CHAPTER II.
When the stranger was fairly settled down in the humble dwelling of Mrs. Sparks, he seemed well pleased with his quarters.
'He've been brought up hard, granny,' said John; 'that's how he's so contented.'
'I don't believe it, John; he's the rale gentleman, only he've got the sense to come down to his means.'
At this juncture their lodger appeared, and cut short the conference. He has been partially described. To finish the portrait, the reader must add to his penetrating grey eyes a mouth indicating great decision of character, a head finely formed, with hair changing to grey. In the vigour of his expression, carriage, and manner, you would read his age to be thirty; but the worn look of his cheek, his furrowed brow, and his changing hair put many years on him: he might be forty or forty-five. Leaning over the garden gate with a paper in his hand, he nodded pleasantly to John, who was gardening, while his grandmother kept watch lest he should slip from his work.

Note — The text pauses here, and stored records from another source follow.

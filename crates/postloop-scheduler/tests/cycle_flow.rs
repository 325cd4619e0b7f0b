//! End-to-end scheduling flows against in-memory SQLite and fake providers.

use std::sync::atomic::{AtomicBool, AtomicUsize, Ordering};
use std::sync::Arc;

use async_trait::async_trait;
use chrono::{DateTime, Duration, TimeZone, Utc};
use postloop_core::{ContentItem, MediaAsset, ProviderKind, UserId};
use postloop_providers::{
    Credentials, Provider, ProviderError, ProviderRegistry, Receipt, SqliteCredentialStore,
};
use postloop_scheduler::{
    EngineSettings, EntryStatus, NewSchedule, NoGate, SchedulerEngine, Scope, Store, Strategy,
};
use rusqlite::Connection;

struct FakeProvider {
    kind: ProviderKind,
    failing: AtomicBool,
    calls: AtomicUsize,
}

impl FakeProvider {
    fn new(kind: ProviderKind) -> Arc<Self> {
        Arc::new(Self {
            kind,
            failing: AtomicBool::new(false),
            calls: AtomicUsize::new(0),
        })
    }

    fn set_failing(&self, failing: bool) {
        self.failing.store(failing, Ordering::SeqCst);
    }

    fn calls(&self) -> usize {
        self.calls.load(Ordering::SeqCst)
    }
}

#[async_trait]
impl Provider for FakeProvider {
    fn kind(&self) -> ProviderKind {
        self.kind
    }

    async fn publish(
        &self,
        item: &ContentItem,
        _credentials: &Credentials,
    ) -> Result<Receipt, ProviderError> {
        self.calls.fetch_add(1, Ordering::SeqCst);
        if self.failing.load(Ordering::SeqCst) {
            return Err(ProviderError::Rejected {
                status: 503,
                message: "service unavailable".into(),
            });
        }
        let mut receipt = Receipt::new(self.kind);
        receipt.remote_id = Some(format!("{}-{}", self.kind, item.id));
        Ok(receipt)
    }
}

struct Harness {
    engine: SchedulerEngine,
    credentials: SqliteCredentialStore,
    telegram: Arc<FakeProvider>,
    mastodon: Arc<FakeProvider>,
}

const USER: &str = "user-1";

fn t0() -> DateTime<Utc> {
    Utc.with_ymd_and_hms(2026, 3, 2, 10, 0, 0).unwrap()
}

fn user() -> UserId {
    USER.into()
}

fn harness(posts: &[&str]) -> Harness {
    let store = Store::open_in_memory().unwrap();
    for (i, id) in posts.iter().enumerate() {
        store
            .insert_item(&ContentItem {
                id: (*id).to_string(),
                user_id: user(),
                caption: Some(format!("caption {id}")),
                assets: vec![MediaAsset::new(format!("https://cdn.example/{id}.png"))],
                texts: Default::default(),
                created_at: t0() - Duration::days(30) + Duration::hours(i as i64),
            })
            .unwrap();
    }

    let credentials = SqliteCredentialStore::new(Connection::open_in_memory().unwrap()).unwrap();
    let telegram = FakeProvider::new(ProviderKind::Telegram);
    let mastodon = FakeProvider::new(ProviderKind::Mastodon);
    let registry = ProviderRegistry::new(Arc::new(credentials.clone()))
        .with(telegram.clone())
        .with(mastodon.clone());

    let engine = SchedulerEngine::builder(store, Arc::new(registry))
        .settings(EngineSettings::default())
        .gate(Arc::new(NoGate))
        .seed(11)
        .build();

    Harness {
        engine,
        credentials,
        telegram,
        mastodon,
    }
}

impl Harness {
    fn configure(&self, kind: ProviderKind) {
        self.credentials
            .set(&user(), kind, &Credentials::new().with("token", "secret"))
            .unwrap();
    }

    fn schedule(&self, strategy: Strategy, auto_reset: bool) -> String {
        self.create(strategy, Scope::All, auto_reset, &[]).unwrap()
    }

    fn create(
        &self,
        strategy: Strategy,
        scope: Scope,
        auto_reset: bool,
        selected: &[&str],
    ) -> postloop_scheduler::Result<String> {
        self.engine
            .create_schedule(
                NewSchedule {
                    user_id: user(),
                    name: "every minute".into(),
                    strategy,
                    scope,
                    rule: "FREQ=MINUTELY;INTERVAL=1".into(),
                    timezone: "UTC".into(),
                    auto_reset,
                    selected_post_ids: selected.iter().map(|s| s.to_string()).collect(),
                },
                t0(),
            )
            .map(|s| s.id)
    }

    fn add_post(&self, id: &str, owner: &str, assets: Vec<MediaAsset>, age_days: i64) {
        self.engine
            .store()
            .insert_item(&ContentItem {
                id: id.to_string(),
                user_id: owner.into(),
                caption: Some(format!("caption {id}")),
                assets,
                texts: Default::default(),
                created_at: t0() - Duration::days(age_days),
            })
            .unwrap();
    }

    /// Run generate + dispatch at minute `n` after t0; return the post id that
    /// was published, if any.
    async fn tick(&self, schedule_id: &str, n: i64) -> Option<String> {
        let now = t0() + Duration::minutes(n);
        let created = self.engine.generate(now).unwrap();
        self.engine.dispatch(now).await.unwrap();
        if created == 0 {
            return None;
        }
        let entries = self.engine.entries_for_schedule(schedule_id).unwrap();
        let latest = entries.first().unwrap();
        assert_eq!(latest.scheduled_at, now);
        assert_eq!(latest.status, EntryStatus::Posted);
        Some(latest.post_id.clone())
    }
}

#[tokio::test]
async fn oldest_first_cycles_and_auto_resets() {
    let h = harness(&["A", "B", "C"]);
    h.configure(ProviderKind::Telegram);
    let sid = h.schedule(Strategy::OldestFirst, true);

    let mut published = Vec::new();
    for n in 1..=3 {
        published.push(h.tick(&sid, n).await.unwrap());
    }
    assert_eq!(h.engine.get_schedule(&sid).unwrap().reset_count, 0);
    assert!(h.engine.schedule_stats(&sid).unwrap().cycle_complete);

    published.push(h.tick(&sid, 4).await.unwrap());
    assert_eq!(published, vec!["A", "B", "C", "A"]);

    let schedule = h.engine.get_schedule(&sid).unwrap();
    assert_eq!(schedule.reset_count, 1);
    assert_eq!(schedule.last_reset_at, Some(t0() + Duration::minutes(4)));

    let stats = h.engine.schedule_stats(&sid).unwrap();
    assert_eq!((stats.total, stats.posted, stats.remaining), (3, 1, 2));
    assert_eq!(h.tick(&sid, 5).await.as_deref(), Some("B"));
}

#[tokio::test]
async fn random_auto_reset_fires_once_the_pool_is_exhausted() {
    let h = harness(&["p1", "p2", "p3"]);
    h.configure(ProviderKind::Telegram);
    let sid = h.schedule(Strategy::Random, true);

    let mut first_cycle = Vec::new();
    for n in 1..=3 {
        first_cycle.push(h.tick(&sid, n).await.unwrap());
    }
    first_cycle.sort();
    assert_eq!(first_cycle, vec!["p1", "p2", "p3"]);
    assert_eq!(h.engine.get_schedule(&sid).unwrap().reset_count, 0);

    let next = h.tick(&sid, 4).await.unwrap();
    assert!(first_cycle.contains(&next));
    let schedule = h.engine.get_schedule(&sid).unwrap();
    assert_eq!(schedule.reset_count, 1);
    assert_eq!(schedule.last_reset_at, Some(t0() + Duration::minutes(4)));
    assert_eq!(h.engine.schedule_stats(&sid).unwrap().posted, 1);

    assert!(h.tick(&sid, 5).await.is_some());
    assert_eq!(h.engine.get_schedule(&sid).unwrap().reset_count, 1);
}

#[tokio::test]
async fn selected_scope_cycles_through_curated_posts_only() {
    let h = harness(&["A", "B", "C"]);
    h.configure(ProviderKind::Telegram);
    // Curated posts need no asset; foreign posts never qualify.
    h.add_post("D", USER, vec![], 1);
    h.add_post("X", "user-2", vec![MediaAsset::new("https://cdn.example/x.png")], 60);

    assert!(h
        .create(Strategy::OldestFirst, Scope::Selected, true, &["C", "X"])
        .is_err());
    let sid = h
        .create(Strategy::OldestFirst, Scope::Selected, true, &["C", "D"])
        .unwrap();
    // Bypass the engine's ownership check to plant a foreign post.
    h.engine
        .store()
        .set_selected_items(&sid, &["C".into(), "D".into(), "X".into()])
        .unwrap();
    assert_eq!(h.engine.schedule_stats(&sid).unwrap().total, 2);

    let mut published = Vec::new();
    for n in 1..=4 {
        published.push(h.tick(&sid, n).await.unwrap());
    }
    assert_eq!(published, vec!["C", "D", "C", "D"]);
    assert_eq!(h.engine.get_schedule(&sid).unwrap().reset_count, 1);
}

#[tokio::test]
async fn all_scope_ignores_posts_without_a_deliverable_asset() {
    let h = harness(&["A", "B"]);
    h.configure(ProviderKind::Telegram);
    h.add_post("bare", USER, vec![], 60);
    h.add_post("blank", USER, vec![MediaAsset::new("")], 60);
    let sid = h.schedule(Strategy::OldestFirst, false);

    let stats = h.engine.schedule_stats(&sid).unwrap();
    assert_eq!((stats.total, stats.remaining), (2, 2));

    assert_eq!(h.tick(&sid, 1).await.as_deref(), Some("A"));
    assert_eq!(h.tick(&sid, 2).await.as_deref(), Some("B"));
    assert_eq!(h.tick(&sid, 3).await, None);
}

#[tokio::test]
async fn newest_first_walks_backwards_through_creation_order() {
    let h = harness(&["old", "mid", "new"]);
    h.configure(ProviderKind::Telegram);
    let sid = h.schedule(Strategy::NewestFirst, false);

    let mut published = Vec::new();
    for n in 1..=3 {
        published.push(h.tick(&sid, n).await.unwrap());
    }
    assert_eq!(published, vec!["new", "mid", "old"]);
}

#[tokio::test]
async fn random_without_auto_reset_exhausts_until_manual_reset() {
    let h = harness(&["p1", "p2", "p3", "p4"]);
    h.configure(ProviderKind::Telegram);
    let sid = h.schedule(Strategy::Random, false);

    let mut published = Vec::new();
    for n in 1..=4 {
        published.push(h.tick(&sid, n).await.unwrap());
    }
    published.sort();
    assert_eq!(published, vec!["p1", "p2", "p3", "p4"]);

    // Exhausted: occurrences are skipped but next_run keeps advancing.
    for n in 5..=7 {
        assert_eq!(h.tick(&sid, n).await, None);
    }
    let schedule = h.engine.get_schedule(&sid).unwrap();
    assert_eq!(schedule.reset_count, 0);
    assert_eq!(schedule.next_run, Some(t0() + Duration::minutes(8)));

    h.engine.reset_cycle(&sid, t0() + Duration::minutes(7)).unwrap();
    assert!(h.tick(&sid, 8).await.is_some());
    assert_eq!(h.engine.get_schedule(&sid).unwrap().reset_count, 1);
}

#[tokio::test]
async fn generate_is_idempotent_without_time_advancing() {
    let h = harness(&["A", "B"]);
    let first = h.schedule(Strategy::OldestFirst, false);
    let second = h.schedule(Strategy::NewestFirst, false);

    let now = t0() + Duration::minutes(1);
    assert_eq!(h.engine.generate(now).unwrap(), 2);
    assert_eq!(h.engine.generate(now).unwrap(), 0);
    assert_eq!(h.engine.entries_for_schedule(&first).unwrap().len(), 1);
    assert_eq!(h.engine.entries_for_schedule(&second).unwrap().len(), 1);
}

#[tokio::test]
async fn partial_provider_failure_still_posts() {
    let h = harness(&["A"]);
    h.configure(ProviderKind::Telegram);
    h.configure(ProviderKind::Mastodon);
    h.mastodon.set_failing(true);

    let entry = h.engine.post_now(&user(), "A", t0()).unwrap();
    assert_eq!(h.engine.dispatch(t0()).await.unwrap(), 1);

    let posted = h.engine.get_entry(&entry.id).unwrap();
    assert_eq!(posted.status, EntryStatus::Posted);
    assert_eq!(posted.posted_at, Some(t0()));
    let message = posted.error_message.unwrap();
    assert!(message.starts_with("mastodon: "), "{message}");
    assert!(!message.contains("telegram"));
    assert_eq!((h.telegram.calls(), h.mastodon.calls()), (1, 1));
}

#[tokio::test]
async fn all_providers_failing_marks_failed_with_every_reason() {
    let h = harness(&["A"]);
    h.configure(ProviderKind::Telegram);
    h.configure(ProviderKind::Mastodon);
    h.telegram.set_failing(true);
    h.mastodon.set_failing(true);

    let entry = h.engine.post_now(&user(), "A", t0()).unwrap();
    h.engine.dispatch(t0()).await.unwrap();

    let failed = h.engine.get_entry(&entry.id).unwrap();
    assert_eq!(failed.status, EntryStatus::Failed);
    let message = failed.error_message.unwrap();
    let parts: Vec<&str> = message.split("; ").collect();
    assert_eq!(parts.len(), 2);
    assert!(parts[0].starts_with("telegram: "));
    assert!(parts[1].starts_with("mastodon: "));
}

#[tokio::test]
async fn zero_providers_fails_without_any_call() {
    let h = harness(&["A"]);
    let entry = h.engine.post_now(&user(), "A", t0()).unwrap();
    h.engine.dispatch(t0()).await.unwrap();

    let failed = h.engine.get_entry(&entry.id).unwrap();
    assert_eq!(failed.status, EntryStatus::Failed);
    assert_eq!(h.telegram.calls() + h.mastodon.calls(), 0);
}

#[tokio::test]
async fn lookahead_bounds_what_is_dispatched() {
    let h = harness(&["A"]);
    h.configure(ProviderKind::Telegram);
    let soon = h
        .engine
        .schedule_once(&user(), "A", t0() + Duration::seconds(30), t0())
        .unwrap();
    let later = h
        .engine
        .schedule_once(&user(), "A", t0() + Duration::hours(2), t0())
        .unwrap();

    assert_eq!(h.engine.dispatch(t0()).await.unwrap(), 1);
    assert_eq!(h.engine.get_entry(&soon.id).unwrap().status, EntryStatus::Posted);
    assert_eq!(h.engine.get_entry(&later.id).unwrap().status, EntryStatus::Pending);
}

#[tokio::test]
async fn retry_recovers_recent_failures_only() {
    let h = harness(&["A", "B"]);
    h.configure(ProviderKind::Telegram);
    h.telegram.set_failing(true);

    let stale = h.engine.post_now(&user(), "A", t0()).unwrap();
    h.engine.dispatch(t0()).await.unwrap();
    let later = t0() + Duration::hours(20);
    let recent = h.engine.post_now(&user(), "B", later).unwrap();
    h.engine.dispatch(later).await.unwrap();

    // A second failed retry does not move the window anchor.
    assert_eq!(h.engine.retry(later).await.unwrap(), 2);
    assert_eq!(h.engine.get_entry(&stale.id).unwrap().failed_at, Some(t0()));

    h.telegram.set_failing(false);
    let now = t0() + Duration::hours(25);
    assert_eq!(h.engine.retry(now).await.unwrap(), 1);

    let stale = h.engine.get_entry(&stale.id).unwrap();
    assert_eq!(stale.status, EntryStatus::Failed);
    assert_eq!(stale.attempts, 2);

    let recent = h.engine.get_entry(&recent.id).unwrap();
    assert_eq!(recent.status, EntryStatus::Posted);
    assert_eq!(recent.error_message, None);
    assert_eq!(recent.posted_at, Some(now));
    assert_eq!(recent.attempts, 3);
}

#[tokio::test]
async fn run_once_reports_every_phase() {
    let h = harness(&["A", "B"]);
    h.configure(ProviderKind::Telegram);
    h.schedule(Strategy::OldestFirst, false);

    let report = h.engine.run_once(t0() + Duration::minutes(1)).await;
    assert_eq!(report.generated, 1);
    assert_eq!(report.dispatched, 1);
    assert_eq!(report.retried, 0);
}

'This Parker's Due that you told me of,' he said, 'how shall I find it by walking?'
John and his granny, having almost quarrelled about the nearest way, gave him a direction at last, as plain as a Chinese puzzle.
'Bring me a jug of milk, Mrs. Sparks, and some of your good brown bread; I see I have a long walk before me, and must be fortified.' Wouldn't he have some bacon, or wait for her to make a pan pudding with two or three eggs? No, he would not; he drank the milk, and putting the bread in his knapsack, took his iron-ended staff, or spud, and was opening the gate when two young ladies rode up, and, dismounting, the younger, who was exceedingly handsome, threw the bridle with an air of condescension into his hands. The elder, less beautiful, but pleasant-looking, hesitated to follow her example, and regarded him inquiringly.
Biddy Sparks came out, calling, 'John, John;' but John, reckoning on her having a longer talk with her lodger, and being tired of digging, had escaped to the Brimble Arms.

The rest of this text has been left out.